Nahum Borstein (later Barnea) was born in Petah Tikva. He served in the IDF in Nahal Mutznah. He earned a B.A. in history and political science from Hebrew University in Jerusalem.

Barnea is married to Tami, writer Rina Ben-Menahem's sister and they have three children. His son Yonatan was killed in February 1996 by Hamas in a terrorist attack on Bus 18 in Jerusalem.

==Journalism career==
Barnea began his journalism career at university, writing for the student newspaper Pi-Ha'aton. From 1967 to 1982, he worked for the newspaper Davar, becoming the paper's correspondent in Washington, D.C. Later he founded and edited a weekly paper Koteret Rashit. Since 1989, Barnea has been a staff writer for Yedioth Ahronoth. He wrote for Ha'Ayin HaShevi'it from 1996 to 2008.

==Awards and recognitions==
Barnea was awarded the Sokolov Prize for journalism in 1981. In a survey in 1998, he was voted one of the most influential journalists in Israel. In 1996, he received the prize "Archivio Disarmo - Golden Doves for Peace" from IRIAD. In 2007, he won the Israel Prize in the sphere of communications. The judges who awarded the prize said: "Nahum Barnea is a journalist who almost every young writer aspires to emulate." They added, "Barnea always insists on 'being there,' close to events, even in places of social tension, even in wars and on days of terror attacks, even when his presence places his life in danger." On 29 March 2007, he accepted an award from the president of Tel Aviv University for "his achievements and his unique contribution to the profession of journalism in Israel.

==Controversy==
===Lynch test===
Barnea invented the "lynch test" for Israeli journalists who refuse to criticize Arab terrorism. According to Kenneth Levin, this is a "rare instance of Israeli media self-scrutiny". This term was first used after the 2000 Ramallah lynching, in which an Arab mob beat to death two Israeli reservists who had mistakenly entered Ramallah. Barnea identified Haaretz journalists Gideon Levy, Amira Hass, and Akiva Eldar as not passing the lynch test.

===Accusation of bias===
In 2007, Barnea was criticized for defending former Prime Minister Ehud Olmert while he was being investigated on corruption charges. Independent journalist Yoav Yitzhak claimed that Barnea published statements he knew were untrue. Yaron Zalika, the Comptroller General from 2003 to 2007, said that Barnea insulted him in his column without giving him an opportunity to respond.

In January 2011, MK Shelly Yachimovich claimed that Barnea insinuated that women might be responsible for turning themselves into sex objects by wearing provocative clothing, inviting rape.

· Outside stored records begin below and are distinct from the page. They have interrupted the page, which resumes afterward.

//! Neo4j edition handling and database access.
//!
//! Enterprise deployments are captured with the online backup tool. Community
//! deployments have no online backup, so the process is frozen with the
//! watchdog helper (see [`freeze`]) and dumped offline.

pub mod backup;
pub mod freeze;
pub mod restore;
pub mod watchdog;

use crate::config::Timings;
use crate::credentials::DatabaseCredentials;
use crate::env::{service, EnvironmentBackend, ExecOptions};
use crate::runner::argv;
use crate::utils::{OpsError, Result};
use serde::{Deserialize, Serialize};
use std::fmt;
use std::str::FromStr;
use tracing::{info, warn};
use watchdog::WatchdogAssets;

pub const PID_FILE: &str = "/var/lib/neo4j/run/neo4j.pid";
/// Scratch directory inside the database container.
pub const WORK_DIR: &str = "/tmp/infrahubops";
pub const WATCHDOG_BINARY: &str = "/tmp/infrahubops/neo4j_watchdog";
pub const WATCHDOG_READY: &str = "/tmp/infrahubops/neo4j_watchdog.ready";
pub const WATCHDOG_LOG: &str = "/tmp/infrahubops/neo4j_watchdog.log";

const RESTORE_METADATA_SCRIPT: &str = "/data/scripts/neo4j/restore_metadata.cypher";

#[derive(Debug, Clone, Copy, PartialEq, Eq, Serialize, Deserialize)]
#[serde(rename_all = "lowercase")]
pub enum Edition {
    Enterprise,
    Community,
}

impl Edition {
    pub fn as_str(&self) -> &'static str {
        match self {
            Edition::Enterprise => "enterprise",
            Edition::Community => "community",
        }
    }
}

impl fmt::Display for Edition {
    fn fmt(&self, f: &mut fmt::Formatter<'_>) -> fmt::Result {
        f.write_str(self.as_str())
    }
}

impl FromStr for Edition {
    type Err = OpsError;

    fn from_str(s: &str) -> Result<Self> {
        match s.trim().to_lowercase().as_str() {
            "enterprise" => Ok(Edition::Enterprise),
            "community" => Ok(Edition::Community),
            other => Err(OpsError::Parse {
                what: "neo4j edition".to_string(),
                message: format!("unknown edition {:?}", other),
            }),
        }
    }
}

/// Which security metadata the enterprise backup includes.
#[derive(Debug, Clone, Copy, PartialEq, Eq, Default, clap::ValueEnum)]
pub enum MetadataMode {
    #[default]
    All,
    None,
    Users,
    Roles,
}

impl MetadataMode {
    pub fn as_str(&self) -> &'static str {
        match self {
            MetadataMode::All => "all",
            MetadataMode::None => "none",
            MetadataMode::Users => "users",
            MetadataMode::Roles => "roles",
        }
    }
}

/// The runtime edition as far as it could be determined.
#[derive(Debug, Clone, Copy, PartialEq, Eq)]
pub struct EditionInfo {
    pub edition: Edition,
    pub detected: bool,
}

impl EditionInfo {
    pub fn is_community(&self) -> bool {
        self.edition == Edition::Community
    }
}

/// Picks the restore strategy for a backup taken from `backup` on a `runtime` server.
///
/// A community dump can always be loaded with the community method; an
/// enterprise backup set cannot be restored on a community server.
pub fn resolve_restore_edition(backup: Option<Edition>, runtime: Edition) -> Result<Edition> {
    match (backup, runtime) {
        (Some(Edition::Community), Edition::Enterprise) => {
            info!("Backup is Community edition; will use community restore method");
            Ok(Edition::Community)
        }
        (Some(Edition::Enterprise), Edition::Community) => Err(OpsError::EditionMismatch {
            backup: "Enterprise".to_string(),
            runtime: "Community".to_string(),
        }),
        _ => Ok(runtime),
    }
}

/// Last non-empty line of `cypher-shell --format plain` output, unquoted and lower-cased.
pub fn extract_edition(output: &str) -> Option<String> {
    output
        .lines()
        .rev()
        .map(|line| line.trim().trim_matches('"').trim())
        .find(|line| !line.is_empty())
        .map(str::to_lowercase)
}

/// Access to the graph database through the active backend.
pub struct GraphDatabase<'a> {
    pub backend: &'a dyn EnvironmentBackend,
    pub creds: &'a DatabaseCredentials,
    pub timings: &'a Timings,
    pub assets: &'a WatchdogAssets,
}

impl<'a> GraphDatabase<'a> {
    pub fn new(
        backend: &'a dyn EnvironmentBackend,
        creds: &'a DatabaseCredentials,
        timings: &'a Timings,
        assets: &'a WatchdogAssets,
    ) -> Self {
        Self {
            backend,
            creds,
            timings,
            assets,
        }
    }

    pub fn name(&self) -> &str {
        &self.creds.database
    }

    pub async fn exec(&self, command: Vec<String>, opts: &ExecOptions) -> Result<String> {
        self.backend.exec(service::DATABASE, &command, opts).await
    }

    pub async fn exec_stream(&self, command: Vec<String>, opts: &ExecOptions) -> Result<String> {
        self.backend.exec_stream(service::DATABASE, &command, opts).await
    }

    fn cypher_command(&self, query: &str, plain: bool) -> Vec<String> {
        let mut command = vec![
            "cypher-shell".to_string(),
            "-u".to_string(),
            self.creds.username.clone(),
            format!("-p{}", self.creds.password),
            "-d".to_string(),
            "system".to_string(),
        ];
        if plain {
            command.push("--format".to_string());
            command.push("plain".to_string());
        }
        command.push(query.to_string());
        command
    }

    /// Runs a query against the `system` database.
    pub async fn system_query(&self, query: &str) -> Result<String> {
        self.exec(self.cypher_command(query, false), &ExecOptions::default())
            .await
    }

    /// Runs a query against the `system` database with plain output.
    pub async fn system_query_plain(&self, query: &str) -> Result<String> {
        self.exec(self.cypher_command(query, true), &ExecOptions::default())
            .await
    }

    pub async fn detect_edition(&self) -> Result<Edition> {
        let output = self
            .system_query_plain("CALL dbms.components() YIELD edition")
            .await
            .map_err(|e| e.during("failed to query neo4j edition"))?;
        let edition = extract_edition(&output).ok_or_else(|| OpsError::Parse {
            what: "neo4j edition".to_string(),
            message: format!("empty output: {}", output.trim()),
        })?;
        edition.parse()
    }

    /// Detects the edition, assuming community when detection fails.
    pub async fn edition_info(&self, context: &str) -> EditionInfo {
        match self.detect_edition().await {
            Ok(edition) => {
                info!("Detected Neo4j {} edition for {}", edition, context);
                EditionInfo {
                    edition,
                    detected: true,
                }
            }
            Err(e) => {
                warn!(
                    "Could not determine Neo4j edition during {}; \
                     defaulting to community workflow: {}",
                    context, e
                );
                EditionInfo {
                    edition: Edition::Community,
                    detected: false,
                }
            }
        }
    }

    /// Options for the admin tools, which must run as the `neo4j` user.
    pub async fn admin_options(&self) -> ExecOptions {
        match self.exec(argv(&["whoami"]), &ExecOptions::default()).await {
            Ok(user) if user.trim() == "neo4j" => ExecOptions::default(),
            _ => ExecOptions::as_user("neo4j"),
        }
    }

    /// True when more than one server is registered in the cluster.
    pub async fn is_cluster(&self) -> bool {
        let Ok(output) = self
            .system_query_plain("SHOW SERVERS YIELD * RETURN count(*) as serverCount")
            .await
        else {
            return false;
        };
        let lines: Vec<&str> = output.trim().lines().collect();
        if lines.len() < 2 {
            return false;
        }
        lines[lines.len() - 1]
            .trim()
            .parse::<u32>()
            .map(|count| count > 1)
            .unwrap_or(false)
    }

    pub async fn read_pid(&self) -> Result<u32> {
        let output = self
            .exec(argv(&["cat", PID_FILE]), &ExecOptions::default())
            .await
            .map_err(|e| e.during("failed to read neo4j pid file"))?;
        let pid = output.trim();
        if pid.is_empty() {
            return Err(OpsError::other("neo4j pid file is empty"));
        }
        pid.parse().map_err(|_| OpsError::Parse {
            what: "neo4j pid".to_string(),
            message: format!("invalid pid {:?}", pid),
        })
    }

    pub async fn architecture(&self) -> Result<String> {
        let output = self
            .exec(argv(&["uname", "-m"]), &ExecOptions::default())
            .await
            .map_err(|e| e.during("failed to detect neo4j architecture"))?;
        let arch = output.trim();
        if arch.is_empty() {
            return Err(OpsError::other("empty architecture string"));
        }
        Ok(arch.to_string())
    }

    /// Best-effort removal of a remote path.
    pub async fn remove(&self, flags: &str, paths: &[&str]) -> Result<()> {
        let mut command = vec!["rm".to_string(), flags.to_string()];
        command.extend(paths.iter().map(|p| p.to_string()));
        self.exec(command, &ExecOptions::default()).await.map(|_| ())
    }

    fn restore_metadata_command(&self) -> Vec<String> {
        let pipeline = format!(
            "cat {} | cypher-shell -u {} -p{} -d system --param \"database => '{}'\"",
            RESTORE_METADATA_SCRIPT, self.creds.username, self.creds.password, self.creds.database
        );
        argv(&["sh", "-c", pipeline.as_str()])
    }
}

When Barnea drew attention to a photograph of Yachimovich jogging on the beach in shorts, Yachimovich denied that her outfit was provocative and said that anything less than a hijab stimulated Barnea's fantasies. Yachimovich also criticized Barnea for his "gentle" interview with former President Moshe Katzav, after his conviction for rape, and suggesting that the victims were to blame. Barnea subsequently apologized for his remarks.

==Published works==
Barnea has published two collections of his articles, יורים ובוכים ("They shoot and cry") and ימי נתניהו ("Days of Netanyahu"). In 2006, he published Backchannel: Bush, Sharon and the Uses of Unilateralism.

- Yorim u-bokhim, a collection of articles he wrote for Davar, published in 1981.
- Yemay netanyahu,a collection of articles he wrote for Yedioth Ahronoth and Ha'Ayin HaShevi'it, published in 1999.